This document provides an overview of regression analysis and the steps involved in building a regression model to predict property values. It discusses the history of regression, uses of regression, and key components like the dependent and independent variables. The document walks through exploring the data, specifying the model, running regression, and interpreting the results. It shows how adding additional relevant variables like size, land size, age, and quality can improve the predictive power of the model. Transforming categorical variables is also discussed. The goal is to create a model that explains as much of the variation in sales prices as possible.
Call Girls In Hari Nagar Dadb Block {8447779280}Hari Nagar {West Delhi Escort...
Getting started with regression
1. Getting Started with Regression
$700,000
$600,000
$500,000
Sales Prices
$400,000
$300,000
$200,000
$100,000
$100,000 $200,000 $300,000 $400,000 $500,000 $600,000
Predicted Values
Presented By: Tim Wilmath, MAI
Prepared For: Florida IAAO
2. History of Regression
James Galton created
Regression Analysis in 1885
when he was attempting to
predict a person’s height based
on the height of his or her
parent.
3. History of Regression
Galton found that children born to tall parents would be
shorter than their parents - and children born to short
parents would be taller than their parents.

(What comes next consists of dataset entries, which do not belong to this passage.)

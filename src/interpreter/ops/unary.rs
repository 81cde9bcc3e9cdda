// Unary operators

use crate::interpreter::errors::RuntimeError;
use crate::memory::value::Value;
use crate::parser::ast::UnOp;

pub fn unary_op(op: UnOp, operand: &Value) -> Result<Value, RuntimeError> {
    let symbol = match op {
        UnOp::Not => return Ok(Value::Bool(!operand.is_truthy())),
        UnOp::Neg => "-",
        UnOp::Pos => "+",
        UnOp::Invert => "~",
    };

    let result = match (op, operand) {
        (UnOp::Neg, Value::Float(f)) => Some(Value::Float(-f)),
        (UnOp::Pos, Value::Float(f)) => Some(Value::Float(*f)),
        (UnOp::Neg, value) => match value.as_int() {
            Some(n) => Some(Value::Int(n.checked_neg().ok_or_else(RuntimeError::overflow)?)),
            None => None,
        },
        (UnOp::Pos, value) => value.as_int().map(Value::Int),
        (UnOp::Invert, Value::Float(_)) => None,
        (UnOp::Invert, value) => value.as_int().map(|n| Value::Int(!n)),
        (UnOp::Not, _) => None,
    };

    result.ok_or_else(|| {
        RuntimeError::type_error(format!(
            "bad operand type for unary {}: '{}'",
            symbol,
            operand.type_name()
        ))
    })
}

#[cfg(test)]
mod tests {
    use super::*;
    use crate::interpreter::errors::ExceptionKind;

    #[test]
    fn test_unary() {
        assert!(matches!(unary_op(UnOp::Neg, &Value::Int(3)).unwrap(), Value::Int(-3)));
        assert!(matches!(unary_op(UnOp::Invert, &Value::Int(0)).unwrap(), Value::Int(-1)));
        assert!(matches!(unary_op(UnOp::Pos, &Value::Bool(true)).unwrap(), Value::Int(1)));
        assert!(matches!(unary_op(UnOp::Not, &Value::str("")).unwrap(), Value::Bool(true)));
    }

    #[test]
    fn test_bad_operand() {
        let err = unary_op(UnOp::Neg, &Value::str("x")).unwrap_err();
        assert_eq!(err.to_string(), "TypeError: bad operand type for unary -: 'str'");
        let err = unary_op(UnOp::Neg, &Value::Int(i64::MIN)).unwrap_err();
        assert!(err.is_kind(ExceptionKind::OverflowError));
    }
}
// Expression evaluation

use crate::interpreter::builtins::advance;
use crate::interpreter::engine::Interpreter;
use crate::interpreter::errors::{ExceptionKind, RuntimeError};
use crate::interpreter::format::convert_and_format;
use crate::interpreter::ops::access::{dict_insert, get_subscript, SliceArgs, Subscript};
use crate::interpreter::ops::binary::binary_op;
use crate::interpreter::ops::check_length;
use crate::interpreter::ops::compare::compare;
use crate::interpreter::ops::unary::unary_op;
use crate::memory::iter::IterState;
use crate::memory::value::{DictMap, Value};
use crate::parser::ast::{BoolOp, CompClause, CompKind, Expr, FStringPart, Target};
use std::cell::RefCell;

/// Names a target binds, in order
fn target_names(target: &Target, names: &mut Vec<String>) {
    match target {
        Target::Name(name, _) => names.push(name.clone()),
        Target::Unpack(targets, _) => {
            for target in targets {
                target_names(target, names);
            }
        }
        Target::Subscript { .. } => {}
    }
}

impl Interpreter<'_> {
    pub(crate) fn evaluate_expr(&mut self, expr: &Expr) -> Result<Value, RuntimeError> {
        match expr {
            Expr::IntLiteral(n, _) => Ok(Value::Int(*n)),
            Expr::FloatLiteral(x, _) => Ok(Value::Float(*x)),
            Expr::StringLiteral(text, _) => Ok(Value::str(text)),
            Expr::BoolLiteral(b, _) => Ok(Value::Bool(*b)),
            Expr::NoneLiteral(_) => Ok(Value::None),

            Expr::FString(parts, _) => {
                let mut text = String::new();
                for part in parts {
                    match part {
                        FStringPart::Literal(literal) => text.push_str(literal),
                        FStringPart::Field {
                            expr,
                            conversion,
                            spec,
                        } => {
                            let value = self.evaluate_expr(expr)?;
                            text.push_str(&convert_and_format(
                                &value,
                                *conversion,
                                spec.as_deref().unwrap_or(""),
                            )?);
                        }
                    }
                }
                Ok(Value::str(text))
            }

            Expr::Name(name, _) => self.load_name(name),

            Expr::List(elements, _) => Ok(Value::list(self.evaluate_all(elements)?)),
            Expr::Tuple(elements, _) => Ok(Value::tuple(self.evaluate_all(elements)?)),
            Expr::Dict(entries, _) => {
                let map = RefCell::new(DictMap::new());
                for (key, value) in entries {
                    let key = self.evaluate_expr(key)?;
                    let value = self.evaluate_expr(value)?;
                    dict_insert(&map, key, value)?;
                }
                Ok(Value::dict(map.into_inner()))
            }

            Expr::Comprehension { kind, clauses, .. } => self.evaluate_comprehension(kind, clauses),

            Expr::BinaryOp {
                op, left, right, ..
            } => {
                let left = self.evaluate_expr(left)?;
                let right = self.evaluate_expr(right)?;
                binary_op(*op, &left, &right)
            }

            Expr::UnaryOp { op, operand, .. } => {
                let operand = self.evaluate_expr(operand)?;
                unary_op(*op, &operand)
            }

            Expr::BoolOp {
                op, left, right, ..
            } => {
                let left = self.evaluate_expr(left)?;
                let short_circuits = match op {
                    BoolOp::And => !left.is_truthy(),
                    BoolOp::Or => left.is_truthy(),
                };
                if short_circuits {
                    Ok(left)
                } else {
                    self.evaluate_expr(right)
                }
            }

            Expr::Compare { left, rest, .. } => {
                let mut left = self.evaluate_expr(left)?;
                for (op, right) in rest {
                    let right = self.evaluate_expr(right)?;
                    if !compare(*op, &left, &right)? {
                        return Ok(Value::Bool(false));
                    }
                    left = right;
                }
                Ok(Value::Bool(true))
            }

            Expr::IfExp {
                condition,
                then_expr,
                else_expr,
                ..
            } => {
                if self.evaluate_expr(condition)?.is_truthy() {
                    self.evaluate_expr(then_expr)
                } else {
                    self.evaluate_expr(else_expr)
                }
            }

            Expr::Lambda { def, .. } => self.make_function(def),

            Expr::Call {
                func, args, kwargs, ..
            } => {
                let callee = self.evaluate_expr(func)?;
                let args = self.evaluate_all(args)?;
                let mut keywords = Vec::with_capacity(kwargs.len());
                for (name, value) in kwargs {
                    keywords.push((name.clone(), self.evaluate_expr(value)?));
                }
                self.call_value(&callee, args, keywords)
            }

            Expr::Attribute { object, name, .. } => {
                let object = self.evaluate_expr(object)?;
                self.get_attribute(&object, name)
            }

            Expr::Subscript { object, index, .. } => {
                let object = self.evaluate_expr(object)?;
                let subscript = self.evaluate_subscript(index)?;
                get_subscript(&object, &subscript)
            }

            Expr::Slice { .. } => Err(RuntimeError::new(
                ExceptionKind::SyntaxError,
                "invalid syntax",
            )),
        }
    }

    fn evaluate_all(&mut self, exprs: &[Expr]) -> Result<Vec<Value>, RuntimeError> {
        exprs.iter().map(|expr| self.evaluate_expr(expr)).collect()
    }

    /// Evaluate the part between the brackets of `object[...]`
    pub(crate) fn evaluate_subscript(&mut self, index: &Expr) -> Result<Subscript, RuntimeError> {
        let Expr::Slice {
            lower, upper, step, ..
        } = index
        else {
            return Ok(Subscript::Item(self.evaluate_expr(index)?));
        };

        let mut bound = |expr: &Option<Box<Expr>>| -> Result<Option<i64>, RuntimeError> {
            let Some(expr) = expr else {
                return Ok(None);
            };
            match self.evaluate_expr(expr)? {
                Value::None => Ok(None),
                value => value.as_int().map(Some).ok_or_else(|| {
                    RuntimeError::type_error(
                        "slice indices must be integers or None or have an __index__ method",
                    )
                }),
            }
        };
        Ok(Subscript::Slice(SliceArgs {
            lower: bound(lower)?,
            upper: bound(upper)?,
            step: bound(step)?,
        }))
    }

    /// List, dict and generator comprehensions, evaluated eagerly
    ///
    /// Loop variables live in the current frame only while the comprehension
    /// runs; afterwards any previous bindings are restored.
    fn evaluate_comprehension(
        &mut self,
        kind: &CompKind,
        clauses: &[CompClause],
    ) -> Result<Value, RuntimeError> {
        let mut names = Vec::new();
        for clause in clauses {
            if let CompClause::For { target, .. } = clause {
                target_names(target, &mut names);
            }
        }
        let locals = self.frame()?.locals.clone();
        let saved: Vec<(String, Option<Value>)> = names
            .into_iter()
            .map(|name| {
                let previous = locals.borrow().get(&name).cloned();
                (name, previous)
            })
            .collect();

        let mut produced = Vec::new();
        let result = self.run_clauses(kind, clauses, &mut produced);

        {
            let mut locals = locals.borrow_mut();
            for (name, previous) in saved {
                match previous {
                    Some(value) => {
                        locals.insert(name, value);
                    }
                    None => {
                        locals.shift_remove(&name);
                    }
                }
            }
        }
        result?;

        match kind {
            CompKind::List(_) => Ok(Value::list(produced)),
            CompKind::Generator(_) => Ok(Value::iterator(IterState::Values {
                items: produced,
                index: 0,
                kind: "generator",
            })),
            CompKind::Dict(..) => {
                let map = RefCell::new(DictMap::new());
                for pair in produced {
                    if let Value::Tuple(pair) = pair {
                        dict_insert(&map, pair[0].clone(), pair[1].clone())?;
                    }
                }
                Ok(Value::dict(map.into_inner()))
            }
        }
    }

    fn run_clauses(
        &mut self,
        kind: &CompKind,
        clauses: &[CompClause],
        produced: &mut Vec<Value>,
    ) -> Result<(), RuntimeError> {
        let Some((clause, rest)) = clauses.split_first() else {
            let item = match kind {
                CompKind::List(element) | CompKind::Generator(element) => {
                    self.evaluate_expr(element)?
                }
                CompKind::Dict(key, value) => {
                    let key = self.evaluate_expr(key)?;
                    let value = self.evaluate_expr(value)?;
                    Value::tuple(vec![key, value])
                }
            };
            produced.push(item);
            return check_length(produced.len());
        };

        match clause {
            CompClause::If(condition) => {
                if self.evaluate_expr(condition)?.is_truthy() {
                    self.run_clauses(kind, rest, produced)?;
                }
            }
            CompClause::For { target, iter } => {
                let iterable = self.evaluate_expr(iter)?;
                let iterator = self.iterator_of(&iterable)?;
                while let Some(item) = advance(&iterator)? {
                    self.assign_target(target, item)?;
                    self.run_clauses(kind, rest, produced)?;
                }
            }
        }
        Ok(())
    }
}

#[cfg(test)]
mod tests {
    use super::*;
    use crate::parser::ast::SourceLocation;

    #[test]
    fn test_target_names() {
        let at = SourceLocation::new(1, 1);
        let target = Target::Unpack(
            vec![
                Target::Name("i".to_string(), at),
                Target::Unpack(
                    vec![Target::Name("k".to_string(), at)],
                    at,
                ),
            ],
            at,
        );
        let mut names = Vec::new();
        target_names(&target, &mut names);
        assert_eq!(names, ["i", "k"]);
    }
}
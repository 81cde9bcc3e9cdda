//! The isolated executor
//!
//! Runs inside the child process started by the orchestrator: reads one
//! [`ExecRequest`], runs the program under a [`StepTracer`] that streams
//! every event as it happens, then always finishes with the `stdout`,
//! `stderr` and `done` messages.
//!
//! # Exit status
//!
//! - `0` when the program finished or the trace budget stopped it
//! - `1` for a syntax error or an uncaught exception (traceback in stderr)
//! - the requested code for `sys.exit(n)`

use crate::interpreter::errors::{format_traceback, ExceptionKind, RaisedException, RuntimeError};
use crate::interpreter::terminal::Terminal;
use crate::interpreter::{Interpreter, USER_FILENAME};
use crate::memory::repr::str_string;
use crate::memory::value::Value;
use crate::parser::{parse_source, ParseError};
use crate::sandbox::protocol::{ExecRequest, JsonLinesSink, Message};
use crate::trace::tracer::StepTracer;
use anyhow::Context;
use std::io::{Read, Write};
use tracing::debug;

/// Report a syntax error the way an uncaught `SyntaxError` would look
fn syntax_error_report(err: &ParseError, source: &str) -> String {
    let mut out = format!("  File \"{}\", line {}\n", USER_FILENAME, err.location.line);
    if let Some(text) = err
        .location
        .line
        .checked_sub(1)
        .and_then(|index| source.lines().nth(index))
    {
        let trimmed = text.trim_start();
        let indent = text.len() - trimmed.len();
        let trimmed = trimmed.trim_end();
        out.push_str(&format!("    {}\n", trimmed));
        let caret = err.location.column.saturating_sub(1).saturating_sub(indent);
        out.push_str(&format!("    {}^\n", " ".repeat(caret.min(trimmed.len()))));
    }
    out.push_str(&format!("SyntaxError: {}\n", err.message));
    out
}

/// Exit code for `sys.exit(arg)`, writing a non-integer argument to stderr
fn system_exit_code(raised: &RaisedException, terminal: &mut Terminal) -> i32 {
    match raised.object.args.first() {
        None | Some(Value::None) => 0,
        Some(Value::Int(code)) => i32::try_from(*code).unwrap_or(i32::MAX),
        Some(Value::Bool(flag)) => i32::from(*flag),
        Some(other) => {
            terminal.write_stderr(&str_string(other));
            terminal.write_stderr("\n");
            1
        }
    }
}

/// Run `request`, writing JSON-line messages to `out`; returns the exit code
pub fn execute<W: Write>(request: &ExecRequest, out: W) -> anyhow::Result<i32> {
    request.limits.validate()?;
    let mut sink = JsonLinesSink::new(out);

    let program = match parse_source(&request.source) {
        Ok(program) => program,
        Err(err) => {
            debug!(error = %err, "syntax error in submitted program");
            sink.send(&Message::Stdout {
                data: String::new(),
            })?;
            sink.send(&Message::Stderr {
                data: syntax_error_report(&err, &request.source),
            })?;
            sink.send(&Message::Done { steps: 0 })?;
            return Ok(1);
        }
    };

    let terminal = Terminal::new(request.stdin.as_str(), request.limits.max_output_bytes);
    let mut tracer = StepTracer::new(&request.source, &request.limits, sink);
    let mut interpreter = Interpreter::new(program, terminal).with_hook(&mut tracer);
    let result = interpreter.run();
    let mut terminal = interpreter.into_terminal();

    let exit_code = match result {
        Ok(()) => 0,
        Err(RuntimeError::Halted) => {
            debug!(trace_active = tracer.is_active(), "program halted by the tracer");
            0
        }
        Err(RuntimeError::Exception(raised)) => {
            if raised.object.kind == ExceptionKind::SystemExit {
                system_exit_code(&raised, &mut terminal)
            } else {
                let lines: Vec<&str> = request.source.lines().collect();
                terminal.write_stderr(&format_traceback(&raised, &lines));
                1
            }
        }
    };

    let steps = tracer.steps();
    let mut sink = tracer.into_sink();
    let (stdout, stderr) = terminal.into_output();
    sink.send(&Message::Stdout { data: stdout })?;
    sink.send(&Message::Stderr { data: stderr })?;
    sink.send(&Message::Done { steps })?;
    debug!(steps, exit_code, "executor finished");
    Ok(exit_code)
}

/// Executor process body: request from `input`, messages to `output`
pub fn run_executor<R: Read, W: Write>(mut input: R, output: W) -> anyhow::Result<i32> {
    let mut payload = String::new();
    input
        .read_to_string(&mut payload)
        .context("failed to read execution request")?;
    let request: ExecRequest =
        serde_json::from_str(&payload).context("malformed execution request")?;
    execute(&request, output)
}

#[cfg(test)]
mod tests {
    use super::*;
    use crate::sandbox::config::TraceLimits;
    use crate::trace::event::TraceEvent;

    fn run(source: &str, stdin: &str, limits: TraceLimits) -> (Vec<Message>, i32) {
        let request = ExecRequest {
            source: source.to_string(),
            stdin: stdin.to_string(),
            limits,
        };
        let mut out = Vec::new();
        let code = execute(&request, &mut out).unwrap();
        let messages = String::from_utf8(out)
            .unwrap()
            .lines()
            .map(|line| serde_json::from_str(line).unwrap())
            .collect();
        (messages, code)
    }

    fn tail(messages: &[Message]) -> (&str, &str, u64) {
        match &messages[messages.len() - 3..] {
            [Message::Stdout { data: stdout }, Message::Stderr { data: stderr }, Message::Done { steps }] => {
                (stdout.as_str(), stderr.as_str(), *steps)
            }
            other => panic!("unexpected tail {:?}", other),
        }
    }

    #[test]
    fn test_normal_run() {
        let (messages, code) = run("x = 1\nx = 2\nprint(x)\n", "", TraceLimits::default());
        assert_eq!(code, 0);
        let (stdout, stderr, steps) = tail(&messages);
        assert_eq!(stdout, "2\n");
        assert_eq!(stderr, "");
        assert_eq!(steps as usize, messages.len() - 3);
    }

    #[test]
    fn test_stdin_is_redirected() {
        let (messages, _) = run("name = input()\nprint('hi', name)\n", "Ada\n", TraceLimits::default());
        assert_eq!(tail(&messages).0, "hi Ada\n");
    }

    #[test]
    fn test_uncaught_exception() {
        let (messages, code) = run("a = 1\nb = 0\nc = a / b\n", "", TraceLimits::default());
        assert_eq!(code, 1);
        let (_, stderr, _) = tail(&messages);
        assert!(stderr.starts_with("Traceback (most recent call last):\n"));
        assert!(stderr.contains("line 3, in <module>"));
        assert!(stderr.ends_with("ZeroDivisionError: division by zero\n"));
        assert!(messages.iter().any(|message| matches!(
            message,
            Message::Trace(TraceEvent::Exception { line: 3, depth: 0, .. })
        )));
    }

    #[test]
    fn test_syntax_error() {
        let (messages, code) = run("x = (1,\n", "", TraceLimits::default());
        assert_eq!(code, 1);
        assert_eq!(messages.len(), 3);
        let (_, stderr, steps) = tail(&messages);
        assert!(stderr.contains("SyntaxError: "));
        assert_eq!(steps, 0);
    }

    #[test]
    fn test_budget_still_reports_output() {
        let limits = TraceLimits {
            max_steps: 10,
            ..TraceLimits::default()
        };
        let (messages, code) = run("print('start')\nwhile True:\n    pass\n", "", limits);
        assert_eq!(code, 0);
        let trace: Vec<&Message> = messages[..messages.len() - 3].iter().collect();
        assert!(matches!(
            trace.last(),
            Some(Message::Trace(TraceEvent::BudgetExceeded { .. }))
        ));
        assert_eq!(tail(&messages).0, "start\n");
    }

    #[test]
    fn test_system_exit_codes() {
        let (_, code) = run("import sys\nsys.exit(3)\n", "", TraceLimits::default());
        assert_eq!(code, 3);
        let (_, code) = run("import sys\nsys.exit()\n", "", TraceLimits::default());
        assert_eq!(code, 0);
        let (messages, code) = run("import sys\nsys.exit('bye')\n", "", TraceLimits::default());
        assert_eq!(code, 1);
        assert_eq!(tail(&messages).1, "bye\n");
    }

    #[test]
    fn test_syntax_error_report() {
        let err = ParseError {
            message: "invalid syntax".to_string(),
            location: crate::parser::ast::SourceLocation::new(2, 7),
        };
        let report = syntax_error_report(&err, "x = 1\n  y = = 2\n");
        assert_eq!(
            report,
            "  File \"<user-code>\", line 2\n    y = = 2\n        ^\nSyntaxError: invalid syntax\n"
        );
    }
}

Both groups
of children regressed toward the mean height of all children.
7. What is Regression?
When Regression Analysis is used to predict sales
prices or establish assessments it becomes an
Automated Sales Comparison Approach
8. Steps in Regression
1. Data Exploration and cleanup
2. Specifying the model
3. Calibrating the model
4. Interpreting the results
9. Data Exploration & Cleanup
Is there a pattern suggesting a
relationship between variables?
800000
700000
Note the outliers.
600000 These will adversely
SALES PRICE
500000
affect our final values
400000
if we don’t deal with
300000
200000 them now
100000
0
0 1000 2000 3000 4000 5000 6000 7000
HEATED AREA
Because of the potential for extreme values to influence the mean,
modelers often remove or “trim” extreme values.
10. Model Specification
Specifying the model means picking the appropriate
equation and which variables that will be used.
Models can be:
• Additive - Most common for residential properties
• Multiplicative- Often used for land valuation
• Hybrid - Most advanced
We are going to use an Additive Model
in this presentation
12. Simple Regression
Simple Regression includes one Dependent
Variable (sales price) and only one Independent
Variable - such as Square Footage.
500000
400000
SALES PRICE
300000
200000
100000
Using this model,
a 1,000 sf home would 0
0 1000 2000 3000 4000 5000
be valued at $75,000
HEATED AREA
13. Simple Regression
Simple Regression using only size as the independent
variable will predict sales prices, however, it will
treat all homes with the same size equally.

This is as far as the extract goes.